A ballot drop box installed in late June sits at the Park Street entrance to Lewiston City Hall. Submitted photo

LEWISTON — When city staff in Lewiston ordered a ballot drop box this spring, they had no idea how in-demand they would become in the weeks and months that followed.

According to City Clerk Kathy Montejo, it was ordered in March from one of only two companies offering them at the time, but it didn’t arrive until late June, giving the city about four days of official use prior to the July 14 primary.

Now, Montejo said, the drop boxes are in high demand due to a convergence of factors heading into an expected high-turnout election.

With Lewiston’s drop box ready, Auburn is now joining the growing list of municipalities employing the use of absentee ballot drop boxes ahead of the November presidential election, as concerns over COVID-19 have combined with a U.S. Postal Service in disarray.

Meanwhile, requests for absentee ballots are already unprecedented in both cities, with each having received more than 1,000.

Montejo said state law began allowing ballot drop boxes about two years ago, with only a few towns initially taking advantage of the change.

But, she said given the impact from the pandemic on voting, Lewiston decided to place an order. Since then, the upheaval at the Postal Service has even more municipalities considering drop boxes, with voters concerned for lost or late ballots.

“At the time, it wasn’t really a thing,” Montejo said, referring to when the city placed its order. “But now it’s nationwide.”

Montejo said feedback from voters using the drop box for the primary election was overwhelmingly positive. They told her they used it due to convenience and security — voters can return a ballot any time, and “don’t have to worry about it getting lost in the mail system,” she said.
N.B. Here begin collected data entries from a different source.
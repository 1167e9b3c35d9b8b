use clap::Subcommand;
use hf_core::enums::TechnicianStatus;

/// Admin commands.
#[derive(Clone, Debug, Subcommand)]
pub enum AdminCommands {
    /// List registrations, newest first.
    List {
        /// Substring of name or city.
        #[arg(long)]
        search: Option<String>,
        #[arg(long, value_parser = parse_status)]
        status: Option<TechnicianStatus>,
    },
    /// Registration counts.
    Stats,
    /// Approve a registration.
    Approve { id: String },
    /// Reject a registration.
    Reject { id: String },
    /// Delete a registration.
    Delete {
        id: String,
        #[arg(long)]
        yes: bool,
    },
    /// Show or set the registration fee.
    Fee { value: Option<String> },
    /// Replace the admin passphrase.
    Rotate { new_passphrase: String },
}

fn parse_status(value: &str) -> Result<TechnicianStatus, String> {
    match value.trim().to_ascii_lowercase().as_str() {
        "pending" => Ok(TechnicianStatus::Pending),
        "approved" => Ok(TechnicianStatus::Approved),
        "rejected" => Ok(TechnicianStatus::Rejected),
        other => Err(format!(
            "unknown status '{other}' (expected pending, approved, rejected)"
        )),
    }
}
//! Entity structs for all homefix domain objects.
//!
//! All structs derive `Serialize`, `Deserialize`, and `JsonSchema` for JSON
//! roundtrip through the record store and schema validation at the AI boundary.
//! Field names are camelCase, matching the persisted key-value layout.

mod admin;
mod appliance;
mod chat;
mod diagnosis;
mod history;
mod settings;
mod technician;

pub use admin::AdminSession;
pub use appliance::{Appliance, Symptom};
pub use chat::ChatMessage;
pub use diagnosis::{Cause, DetailedEnrichment, Diagnosis};
pub use history::SavedDiagnosisRecord;
pub use settings::{DEFAULT_ADMIN_PASSPHRASE, DEFAULT_SYSTEM_FEE, Settings};
pub use technician::{NewTechnician, TechnicianRecord};
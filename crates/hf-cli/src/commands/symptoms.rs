use hf_core::catalog;
use serde::Serialize;

use crate::cli::GlobalFlags;
use crate::cli::root_commands::SymptomsArgs;
use crate::output::output;

#[derive(Debug, Serialize)]
struct SymptomRow {
    id: &'static str,
    label: &'static str,
}

/// Handle `homefix symptoms`.
pub fn handle(args: &SymptomsArgs, flags: &GlobalFlags) -> anyhow::Result<()> {
    let rows = catalog::symptoms_for(args.appliance)
        .into_iter()
        .map(|symptom| SymptomRow {
            id: symptom.id,
            label: symptom.label,
        })
        .collect::<Vec<_>>();
    output(&rows, flags.format)
}
//! # hf-schema
//!
//! JSON Schema generation and validation for homefix.
//!
//! Entity types are defined in `hf-core` with `#[derive(JsonSchema)]`. This
//! crate builds the schemas once and validates untrusted JSON against them:
//! the AI gateway checks every structured model reply here before
//! deserializing it.

mod error;
mod registry;

pub use error::SchemaError;
pub use registry::{DETAILED_ENRICHMENT, DIAGNOSIS, SchemaRegistry};
//! # hf-diagnosis
//!
//! Turns an appliance plus a symptom (or a free-text description) into a
//! [`Diagnosis`](hf_core::entities::Diagnosis), optionally enriched, and runs
//! the conversational assistant.
//!
//! Catalog resolution is pure and never fails. Everything that goes through
//! the AI gateway can fail, and every such failure is reported to callers as
//! the single [`ResolveError::Unavailable`] outcome.

pub mod chat;
mod error;
pub mod resolver;
pub mod share;

pub use chat::{ChatAssistant, FALLBACK_REPLY, GREETING};
pub use error::ResolveError;
pub use resolver::{Resolver, resolve_from_catalog};
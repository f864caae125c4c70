//! Church Backend - binary entry point
//! Delegates to the library for all app logic.

#[tokio::main]
async fn main() {
    church_backend::run().await;
}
The drop box, sitting just outside City Hall on Park Street, can hold between 750 and 1,000 ballots, and will be checked multiple times a day once ballots are distributed. The box is cemented into the ground, is locked and is monitored by a security camera. It cost the city about $2,000, but the city is eligible for reimbursement by the state through the coronavirus relief bill.

Montejo said that due to Postal Service concerns, the clerk’s office is expecting “much heavier use” of the drop box for absentee ballots. They’re also expecting an even bigger jump in early voting at City Hall.
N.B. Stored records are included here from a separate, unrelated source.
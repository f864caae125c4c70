/**
 * Admin Routes
 * Dashboard stats and user listing
 */
use axum::{
    extract::State,
    http::{HeaderMap, StatusCode},
    response::IntoResponse,
    Json,
};
use serde::Serialize;

use crate::config::AppState;
use crate::db::{self, models::UserView, storage};
use crate::routes::auth::require_auth;
use crate::routes::ErrorResponse;

/// Dashboard counters for GET /api/admin/stats
#[derive(Debug, Serialize)]
#[serde(rename_all = "camelCase")]
pub struct StatsResponse {
    pub total_sermons: i64,
    pub featured_sermons: i64,
    pub total_announcements: i64,
    pub active_announcements: i64,
    pub total_subscribers: i64,
    pub active_subscribers: i64,
}

/// GET /api/admin/stats (auth required)
pub async fn get_stats(State(state): State<AppState>, headers: HeaderMap) -> impl IntoResponse {
    if let Err(err_response) = require_auth(&headers, &state.config.jwt) {
        return err_response.into_response();
    }

    let pool = match db::get_pool() {
        Some(p) => p,
        None => {
            return (
                StatusCode::SERVICE_UNAVAILABLE,
                Json(ErrorResponse::new("Database not available")),
            )
                .into_response();
        }
    };

    match storage::content_counts(pool.as_ref()).await {
        Ok(counts) => (
            StatusCode::OK,
            Json(StatsResponse {
                total_sermons: counts.total_sermons,
                featured_sermons: counts.featured_sermons,
                total_announcements: counts.total_announcements,
                active_announcements: counts.active_announcements,
                total_subscribers: counts.total_subscribers,
                active_subscribers: counts.active_subscribers,
            }),
        )
            .into_response(),
        Err(e) => {
            tracing::error!("Database error computing stats: {}", e);
            (
                StatusCode::INTERNAL_SERVER_ERROR,
                Json(ErrorResponse::new("Failed to fetch stats")),
            )
                .into_response()
        }
    }
}

/// GET /api/admin/users - List users without password hashes (auth required)
pub async fn list_users(State(state): State<AppState>, headers: HeaderMap) -> impl IntoResponse {
    if let Err(err_response) = require_auth(&headers, &state.config.jwt) {
        return err_response.into_response();
    }

    let pool = match db::get_pool() {
        Some(p) => p,
        None => {
            return (
                StatusCode::SERVICE_UNAVAILABLE,
                Json(ErrorResponse::new("Database not available")),
            )
                .into_response();
        }
    };

    match storage::list_users(pool.as_ref()).await {
        Ok(users) => {
            let views: Vec<UserView> = users.into_iter().map(UserView::from).collect();
            (StatusCode::OK, Json(views)).into_response()
        }
        Err(e) => {
            tracing::error!("Database error fetching users: {}", e);
            (
                StatusCode::INTERNAL_SERVER_ERROR,
                Json(ErrorResponse::new("Failed to fetch users")),
            )
                .into_response()
        }
    }
}

#[cfg(test)]
mod tests {
    use super::*;
    use crate::config::{AppConfig, JwtConfig};
    use crate::routes::auth::create_token;
    use axum::body::Body;
    use axum::http::Request;
    use axum::routing::get;
    use axum::Router;
    use tower::ServiceExt;
    use uuid::Uuid;

    fn test_state() -> AppState {
        AppState::new(AppConfig {
            jwt: JwtConfig {
                secret: "test-secret".to_string(),
                expiry_days: 7,
            },
            cloudinary: None,
        })
    }

    fn admin_router() -> Router {
        Router::new()
            .route("/api/admin/stats", get(get_stats))
            .route("/api/admin/users", get(list_users))
            .with_state(test_state())
    }

    fn bearer() -> String {
        let jwt = JwtConfig {
            secret: "test-secret".to_string(),
            expiry_days: 7,
        };
        format!(
            "Bearer {}",
            create_token(&jwt, &Uuid::new_v4().to_string(), "a@x.org", "admin").unwrap()
        )
    }

    #[test]
    fn test_stats_response_uses_camel_case() {
        let stats = StatsResponse {
            total_sermons: 3,
            featured_sermons: 1,
            total_announcements: 2,
            active_announcements: 2,
            total_subscribers: 10,
            active_subscribers: 8,
        };
        let value = serde_json::to_value(&stats).unwrap();
        assert_eq!(value["totalSermons"], 3);
        assert_eq!(value["activeAnnouncements"], 2);
        assert_eq!(value["activeSubscribers"], 8);
    }

    #[tokio::test]
    async fn test_stats_without_token_returns_unauthorized() {
        let req = Request::get("/api/admin/stats").body(Body::empty()).unwrap();
        let res = admin_router().oneshot(req).await.unwrap();
        assert_eq!(res.status(), StatusCode::UNAUTHORIZED);
    }

    #[tokio::test]
    async fn test_users_with_token_but_no_database_returns_service_unavailable() {
        let req = Request::get("/api/admin/users")
            .header("authorization", bearer())
            .body(Body::empty())
            .unwrap();
        let res = admin_router().oneshot(req).await.unwrap();
        assert_eq!(res.status(), StatusCode::SERVICE_UNAVAILABLE);
    }
}
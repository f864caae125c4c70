use axum::{extract::Request, middleware::Next, response::Response};
use std::time::Instant;
use tower_http::request_id::{
    MakeRequestUuid, PropagateRequestIdLayer, RequestId, SetRequestIdLayer,
};

pub async fn log_request(request: Request, next: Next) -> Response {
    let start = Instant::now();
    let method = request.method().clone();
    let uri = request.uri().clone();
    let version = request.version();

    let req_id: String = request
        .extensions()
        .get::<RequestId>()
        .and_then(|id| id.header_value().to_str().ok())
        .unwrap_or("unknown")
        .to_string();

    tracing::info!(
        request_id = %req_id,
        method = %method,
        uri = %uri,
        version = ?version,
        "incoming request"
    );

    let response = next.run(request).await;

    let duration = start.elapsed();
    let status = response.status();

    if status.is_server_error() {
        tracing::error!(
            request_id = %req_id,
            method = %method,
            uri = %uri,
            status = %status,
            duration_ms = %duration.as_millis(),
            "request completed with error"
        );
    } else if status.is_client_error() {
        tracing::warn!(
            request_id = %req_id,
            method = %method,
            uri = %uri,
            status = %status,
            duration_ms = %duration.as_millis(),
            "request completed with client error"
        );
    } else {
        tracing::info!(
            request_id = %req_id,
            method = %method,
            uri = %uri,
            status = %status,
            duration_ms = %duration.as_millis(),
            "request completed successfully"
        );
    }

    response
}

pub fn request_id_layer() -> SetRequestIdLayer<MakeRequestUuid> {
    SetRequestIdLayer::x_request_id(MakeRequestUuid)
}

pub fn propagate_request_id_layer() -> PropagateRequestIdLayer {
    PropagateRequestIdLayer::x_request_id()
}
/**
 * Upload Routes
 * Document text extraction (.docx/.pdf) and Cloudinary image upload proxy
 */
use std::io::Read;

use axum::{
    extract::{Multipart, State},
    http::StatusCode,
    response::IntoResponse,
    Json,
};
use lazy_static::lazy_static;
use quick_xml::events::Event;
use regex::Regex;
use serde::{Deserialize, Serialize};
use sha1::{Digest, Sha1};

use crate::config::{AppState, CloudinaryConfig};
use crate::routes::ErrorResponse;

pub const MAX_UPLOAD_BYTES: usize = 10 * 1024 * 1024;

lazy_static! {
    static ref EXCESS_NEWLINES_RE: Regex = Regex::new(r"\n{3,}").unwrap();
}

// ============================================================================
// Response Types
// ============================================================================

/// Response body for POST /api/extract-document
#[derive(Debug, Serialize)]
pub struct ExtractResponse {
    pub text: String,
    pub filename: String,
    pub size: usize,
}

/// Response body for POST /api/upload-image
#[derive(Debug, Serialize)]
#[serde(rename_all = "camelCase")]
pub struct UploadImageResponse {
    pub url: String,
    pub public_id: String,
    pub filename: String,
    pub size: usize,
    pub width: Option<u32>,
    pub height: Option<u32>,
}

#[derive(Debug, Deserialize)]
struct CloudinaryUploadResponse {
    secure_url: String,
    public_id: String,
    width: Option<u32>,
    height: Option<u32>,
}

// ============================================================================
// Extraction helpers
// ============================================================================

/// Identify an image by its magic bytes. Content-Type headers are not trusted.
pub fn sniff_image_kind(bytes: &[u8]) -> Option<&'static str> {
    if bytes.len() < 12 {
        return None;
    }
    if bytes.starts_with(&[0xFF, 0xD8, 0xFF]) {
        return Some("image/jpeg");
    }
    if bytes.starts_with(&[0x89, 0x50, 0x4E, 0x47, 0x0D, 0x0A, 0x1A, 0x0A]) {
        return Some("image/png");
    }
    if bytes.starts_with(b"GIF87a") || bytes.starts_with(b"GIF89a") {
        return Some("image/gif");
    }
    if bytes.starts_with(b"RIFF") && &bytes[8..12] == b"WEBP" {
        return Some("image/webp");
    }
    None
}

/// Collapse Windows line endings and runs of blank lines, then trim.
pub fn normalize_text(raw: &str) -> String {
    let unix = raw.replace("\r\n", "\n").replace('\r', "\n");
    EXCESS_NEWLINES_RE
        .replace_all(&unix, "\n\n")
        .trim()
        .to_string()
}

/// Pull paragraph text out of the main document part of a .docx archive.
fn extract_docx_text(bytes: &[u8]) -> Result<String, String> {
    let cursor = std::io::Cursor::new(bytes);
    let mut archive =
        zip::ZipArchive::new(cursor).map_err(|e| format!("not a valid docx archive: {}", e))?;

    let mut document_xml = String::new();
    archive
        .by_name("word/document.xml")
        .map_err(|e| format!("missing document part: {}", e))?
        .read_to_string(&mut document_xml)
        .map_err(|e| format!("unreadable document part: {}", e))?;

    let mut reader = quick_xml::Reader::from_str(&document_xml);
    let mut text = String::new();
    let mut in_text_run = false;
    loop {
        match reader.read_event() {
            Ok(Event::Start(e)) if e.name().as_ref() == b"w:t" => in_text_run = true,
            Ok(Event::End(e)) => match e.name().as_ref() {
                b"w:t" => in_text_run = false,
                b"w:p" => text.push('\n'),
                _ => {}
            },
            Ok(Event::Empty(e)) if e.name().as_ref() == b"w:br" => text.push('\n'),
            Ok(Event::Text(t)) if in_text_run => {
                text.push_str(&t.unescape().unwrap_or_default());
            }
            Ok(Event::Eof) => break,
            Err(e) => return Err(format!("malformed document xml: {}", e)),
            _ => {}
        }
    }
    Ok(text)
}
// ============================================================================
// Handlers
// ============================================================================

/// GET /api/announcements - List announcements, optionally filtered
pub async fn list_announcements(Query(query): Query<AnnouncementListQuery>) -> impl IntoResponse {
    let pool = match db::get_pool() {
        Some(p) => p,
        None => {
            return (
                StatusCode::SERVICE_UNAVAILABLE,
                Json(ErrorResponse::new("Database not available")),
            )
                .into_response();
        }
    };

    let result = if query.active == Some(true) {
        storage::list_active_announcements(pool.as_ref()).await
    } else if query.pinned == Some(true) {
        storage::list_pinned_announcements(pool.as_ref()).await
    } else {
        storage::list_announcements(pool.as_ref()).await
    };

    match result {
        Ok(announcements) => (StatusCode::OK, Json(announcements)).into_response(),
        Err(e) => {
            tracing::error!("Database error fetching announcements: {}", e);
            (
                StatusCode::INTERNAL_SERVER_ERROR,
                Json(ErrorResponse::new("Failed to fetch announcements")),
            )
                .into_response()
        }
    }
}

/// GET /api/announcements/:slug_or_id - Slug lookup first, id fallback
pub async fn get_announcement(Path(slug_or_id): Path<String>) -> impl IntoResponse {
    let pool = match db::get_pool() {
        Some(p) => p,
        None => {
            return (
                StatusCode::SERVICE_UNAVAILABLE,
                Json(ErrorResponse::new("Database not available")),
            )
                .into_response();
        }
    };

    let by_slug = match storage::get_announcement_by_slug(pool.as_ref(), &slug_or_id).await {
        Ok(a) => a,
        Err(e) => {
            tracing::error!("Database error fetching announcement: {}", e);
            return (
                StatusCode::INTERNAL_SERVER_ERROR,
                Json(ErrorResponse::new("Failed to fetch announcement")),
            )
                .into_response();
        }
    };

    let announcement: Option<Announcement> = match by_slug {
        Some(a) => Some(a),
        None => match slug_or_id.parse::<Uuid>() {
            Ok(id) => match storage::get_announcement(pool.as_ref(), id).await {
                Ok(a) => a,
                Err(e) => {
                    tracing::error!("Database error fetching announcement: {}", e);
                    return (
                        StatusCode::INTERNAL_SERVER_ERROR,
                        Json(ErrorResponse::new("Failed to fetch announcement")),
                    )
                        .into_response();
                }
            },
            Err(_) => None,
        },
    };

    match announcement {
        Some(a) => (StatusCode::OK, Json(a)).into_response(),
        None => (
            StatusCode::NOT_FOUND,
            Json(ErrorResponse::new("Announcement not found")),
        )
            .into_response(),
    }
}

/// POST /api/admin/announcements - Create announcement (auth required)
pub async fn create_announcement(
    State(state): State<AppState>,
    headers: HeaderMap,
    Json(payload): Json<CreateAnnouncementRequest>,
) -> impl IntoResponse {
    if let Err(err_response) = require_auth(&headers, &state.config.jwt) {
        return err_response.into_response();
    }

    if let Err(errors) = payload.validate() {
        return (
            StatusCode::BAD_REQUEST,
            Json(ErrorResponse::with_details(
                "Invalid announcement data",
                validation_details(&errors),
            )),
        )
            .into_response();
    }

    if !is_announcement_kind(&payload.kind) {
        return (
            StatusCode::BAD_REQUEST,
            Json(ErrorResponse::new(
                "Type must be one of: graphic, non_graphic",
            )),
        )
            .into_response();
    }

    let published_at = match &payload.published_at {
        Some(s) => match parse_datetime(s) {
            Some(dt) => dt,
            None => {
                return (
                    StatusCode::BAD_REQUEST,
                    Json(ErrorResponse::new("Invalid publishedAt")),
                )
                    .into_response();
            }
        },
        None => chrono::Utc::now(),
    };

    let expires_at = match &payload.expires_at {
        Some(s) => match parse_datetime(s) {
            Some(dt) => Some(dt),
            None => {
                return (
                    StatusCode::BAD_REQUEST,
                    Json(ErrorResponse::new("Invalid expiresAt")),
                )
                    .into_response();
            }
        },
        None => None,
    };

    let pool = match db::get_pool() {
        Some(p) => p,
        None => {
            return (
                StatusCode::SERVICE_UNAVAILABLE,
                Json(ErrorResponse::new("Database not available")),
            )
                .into_response();
        }
    };

    let slug = match unique_announcement_slug(pool.as_ref(), &payload.title).await {
        Ok(slug) => slug,
        Err(e) => {
            tracing::error!("Database error deriving announcement slug: {}", e);
            return (
                StatusCode::INTERNAL_SERVER_ERROR,
                Json(ErrorResponse::new("Failed to create announcement")),
            )
                .into_response();
        }
    };

    let new_announcement = NewAnnouncement {
        slug,
        title: payload.title,
        kind: payload.kind,
        content_html: payload.content_html.map(|html| ammonia::clean(&html)),
        graphic_url: payload.graphic_url,
        published_at,
        expires_at,
        pinned: payload.pinned.unwrap_or(false),
    };

    match storage::create_announcement(pool.as_ref(), &new_announcement).await {
        Ok(announcement) => (StatusCode::CREATED, Json(announcement)).into_response(),
        Err(e) if db::is_unique_violation(&e) => (
            StatusCode::BAD_REQUEST,
            Json(ErrorResponse::new("Slug already exists")),
        )
            .into_response(),
        Err(e) => {
            tracing::error!("Database error creating announcement: {}", e);
            (
                StatusCode::INTERNAL_SERVER_ERROR,
                Json(ErrorResponse::new("Failed to create announcement")),
            )
                .into_response()
        }
    }
}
She said anyone who requests a ballot be mailed to them is relying on the Postal Service for half the voting process, while using the drop box to ensure it’s delivered in a timely manner.

“Voters who want to avoid any interaction (with mail) can vote in person,” she said.

The clerk’s office typically sets up voting booths in the Council Chamber at City Hall for early voting, but Montejo said they will be limited this year due to social distancing requirements. In response, they will offer extended hours, she said.

For now, the city’s drop box is covered while not in use, but Montejo said it will be uncovered as soon as ballots become available 30 days before the election.

In Auburn, City Clerk Sue Clements-Dallaire said her office ordered a ballot box roughly nine weeks ago, and is “hoping it will be in soon.”

She said once it comes in, it will be placed somewhere outside Auburn Hall “in a location where voters can easily drop off their ballots,” possibly just outside of the parking garage. Like Lewiston, it can hold between 750 and 1,000 ballots and clerk staff will check it at least a few times a day.

Both cities have been inundated with ballot requests since the Aug. 3 start date.

According to Montejo, “our phones starting ringing off the hook” on the Monday ballot requests were allowed, and has seen hundreds more since the state’s online portal went live Monday.

As of Thursday, Lewiston had received 1,096 ballot requests. Auburn has fielded more than 1,000 as well.

“It’s absolutely unprecedented and record-setting for such a short period of time,” Montejo said, adding that in just the first 48 hours after the online system went live, the city hit 1,000.

Clements-Dallaire said that at this time in 2016, Auburn had about 40 requests.

Because voters are requesting so early, however, Montejo is concerned some could forget and then submit duplicate requests, which are time consuming for her staff.

She said while it’s a positive sign that people are getting requests in early, ballots haven’t even been printed yet, and will likely not reach voters until early October.

“In the age of Amazon, if it’s not there in a week I’m concerned,” she said. “I’ve been telling people don’t even look for your ballot until the beginning of October.”

The presidential election is Tuesday, Nov. 3.